With all the renewed talk about the “flipped” classroom brought on by the advent of MOOCs (that are really a form on animated textbook broken up into episodes), it occurred to me while re-reading the manuscript of Getting Started with Team-Based Learning, how the modular structure of TBL makes it a wonderful pedagogy to both take advantage of all the rich resources on the Web and at the same time promote the deep learning and critical thinking that are the aspiration of all teachers.

Like all student-centered pedagogies, TBL makes two demands on faculty: to change the mind-set of being at the center of the classroom, and learning to be a facilitator rather than a dispenser of knowledge; and a lot more planning work up-front.

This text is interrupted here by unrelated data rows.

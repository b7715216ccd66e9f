//! Runtime configuration
//!
//! Tuning knobs of one runtime instance. A configuration can be built in code
//! or loaded from JSON; missing fields take their defaults.

use memory_manager::{GcParams, HeapConfig};
use serde::{Deserialize, Serialize};
use thiserror::Error;

/// Upper bound accepted for `max_stack`.
pub const MAX_STACK_LIMIT: usize = 1_000_000;

/// Collector mode a runtime starts in.
#[derive(Debug, Clone, Copy, PartialEq, Eq, Serialize, Deserialize, Default)]
#[serde(rename_all = "lowercase")]
pub enum GcMode {
    /// Incremental mark and sweep
    #[default]
    Incremental,
    /// Young/old collections
    Generational,
}

/// Rejected configuration values.
#[derive(Debug, Error)]
pub enum ConfigError {
    /// The JSON text could not be parsed
    #[error("invalid configuration: {0}")]
    Parse(#[from] serde_json::Error),
    /// A field is out of range
    #[error("invalid value for '{field}': {reason}")]
    OutOfRange {
        /// Offending field
        field: &'static str,
        /// What is wrong with it
        reason: &'static str,
    },
}

/// Configuration of a runtime instance.
///
/// # Examples
///
/// ```
/// use interpreter::{GcMode, RuntimeConfig};
///
/// let config = RuntimeConfig::from_json(r#"{ "gc_mode": "generational", "gc_pause": 150 }"#).unwrap();
/// assert_eq!(config.gc_mode, GcMode::Generational);
/// assert_eq!(config.gc_pause, 150);
/// assert_eq!(config.max_stack, 1_000_000);
/// ```
#[derive(Debug, Clone, PartialEq, Serialize, Deserialize)]
#[serde(default)]
pub struct RuntimeConfig {
    /// Collector mode at startup
    pub gc_mode: GcMode,
    /// Incremental pause, in percent of memory in use after a cycle
    pub gc_pause: usize,
    /// Incremental step multiplier
    pub gc_step_multiplier: usize,
    /// Log2 of the incremental step size in bytes
    pub gc_step_size: u32,
    /// Generational minor multiplier, in percent
    pub gen_minor_multiplier: usize,
    /// Generational major multiplier, in percent
    pub gen_major_multiplier: usize,
    /// Largest value stack of a thread, in slots
    pub max_stack: usize,
    /// Nested native calls allowed before "C stack overflow"
    pub max_native_calls: u32,
    /// Fixed seed for string hashing
    pub hash_seed: Option<u32>,
    /// Byte cap on the heap; exceeding it raises memory errors
    pub memory_limit: Option<usize>,
}

impl Default for RuntimeConfig {
    fn default() -> Self {
        let params = GcParams::default();
        Self {
            gc_mode: GcMode::Incremental,
            gc_pause: params.pause,
            gc_step_multiplier: params.step_mul,
            gc_step_size: params.step_size,
            gen_minor_multiplier: params.gen_minor_mul,
            gen_major_multiplier: params.gen_major_mul,
            max_stack: 1_000_000,
            max_native_calls: 200,
            hash_seed: None,
            memory_limit: None,
        }
    }
}

impl RuntimeConfig {
    /// Parses and validates a JSON configuration.
    pub fn from_json(text: &str) -> Result<Self, ConfigError> {
        let config: RuntimeConfig = serde_json::from_str(text)?;
        config.validate()?;
        Ok(config)
    }

    /// Serializes the configuration as JSON.
    pub fn to_json(&self) -> Result<String, ConfigError> {
        Ok(serde_json::to_string_pretty(self)?)
    }

    /// Checks every field for a usable value.
    pub fn validate(&self) -> Result<(), ConfigError> {
        if self.max_stack < 2 * memory_manager::BASIC_STACK_SIZE {
            return Err(ConfigError::OutOfRange {
                field: "max_stack",
                reason: "too small for a thread's initial stack",
            });
        }
        if self.max_stack > MAX_STACK_LIMIT {
            return Err(ConfigError::OutOfRange {
                field: "max_stack",
                reason: "exceeds the largest supported stack",
            });
        }
        if self.max_native_calls == 0 {
            return Err(ConfigError::OutOfRange {
                field: "max_native_calls",
                reason: "must be positive",
            });
        }
        if self.gc_step_size >= usize::BITS {
            return Err(ConfigError::OutOfRange {
                field: "gc_step_size",
                reason: "larger than the address space",
            });
        }
        if self.gc_pause == 0 {
            return Err(ConfigError::OutOfRange {
                field: "gc_pause",
                reason: "must be positive",
            });
        }
        Ok(())
    }

    /// Collector parameters.
    pub fn gc_params(&self) -> GcParams {
        GcParams {
            pause: self.gc_pause,
            step_mul: self.gc_step_multiplier,
            step_size: self.gc_step_size,
            gen_minor_mul: self.gen_minor_multiplier,
            gen_major_mul: self.gen_major_multiplier,
        }
    }

    pub(crate) fn heap_config(&self) -> HeapConfig {
        HeapConfig {
            seed: self.hash_seed,
            params: self.gc_params(),
            generational: self.gc_mode == GcMode::Generational,
            max_stack: self.max_stack,
        }
    }
}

TBL can also be off-putting to those who first brush up against it because it seems to have an arcane vocabulary of its own like iRATs and tRATs (Individual and Team Readiness Assurance Tests) that are simply a process (a more structured variant of just-in-time teaching) to ensure that students come to class having done the readings or watched the assigned video, and have a grasp of the concepts and knowledge needed to complete the assignments that they will work on in teams for each module of the course.

The hard work is in being very selective about the out-of-class readings and assignments, keeping them a reasonable length, limiting them to what is really relevant to students’ completion of the module, and determining very precisely from the outset what the goals of the course are, and how to know that the goals have been achieved.

Like all good teaching, TBL makes one clearly state the goals of the course, and determine how each module builds towards it, and how one will know that the students have mastered the concepts and can apply them practice, first one module at a time, and then bringing together all that they have learned in a culminating exercise, test or essay. The team learning that is at the heart of TBL provides a dynamic that engages students, and makes them accountable to each other to complete their out-of-class assignments and to contribute wholeheartedly to in-class assignments. The fact that all teams work independently on the same assignments in class both provides an element of competition and results in far deeper discussions of the conclusions reached when the students share and argue about the paths they took and the evidence they relied on.

While this may sound complicated, this account of the origin of TBL should de-mystify it, and I hope persuade more faculty to explore this very powerful teaching method.


In January of 1979, Larry Michaelsen was a junior faculty member teaching an Organizational Behavior course at the University of Oklahoma. Budget cuts had tripled his class size from 40 to 120 students. He had been advised by senior colleagues to give up on his case-based Socratic dialogue approach and switch to lecturing, but he was unwilling to let go of working with cases and facilitating deep disciplinary problem-solving discussions. He felt strongly that these discussions really were at the heart of deep and enduring learning. He had an idea to try something different; he called it Team-Based Learning. It was an invention that preserved what he so valued in his teaching: engagement, decision-making, deep discussions, and feedback. His method actually made positive use of the larger class size to improve the quality of the discourse.

He realized he needed to overcome two challenges:

  1. How to engage large classes in effective problem-solving when the teacher is a scarce resource and class size encourages anonymity rather than accountability?
  2. How to induce his students to come to class prepared?

Right from the start, he developed something very close to the structure that Team-Based Learning classrooms still use today.

Student preparation was ensured by using the ingenious Readiness Assurance Process. During an early Readiness Assurance test, he listened to the student discussions as they were answering the questions, and realized that the students were actually discussing the very material that he would have been forced to cover if he had to lecture. He knew he was onto something.

Once he knew his students were ready, he was in a position to help them begin problem-solving. The overarching course goal of helping students learn how to apply course concepts was successfully structured using the “3 S” framework (now the “4 S” framework : Significant Problem – Same Problem – Specific Choice – Simultaneous Report). The 4 S framework encourages students to make difficult, data-rich decisions that can be quickly reported to the entire class.  Much to his relief, he found that the decision-making and problem-solving aspects of the course that he valued so highly were in fact very possible, even in large classes. Using this structured problem-solving method, students engaged deeply with the content and were learning more than he had thought would be possible.

The elements of TBL have evolved slightly over the years, but these two original pieces that ensure preparation and guide problem-solving are still the heart and soul of TBL. Over 30 years later, TBL is used with great success all over the world, in virtually all disciplines, and in classes as large as 400 students.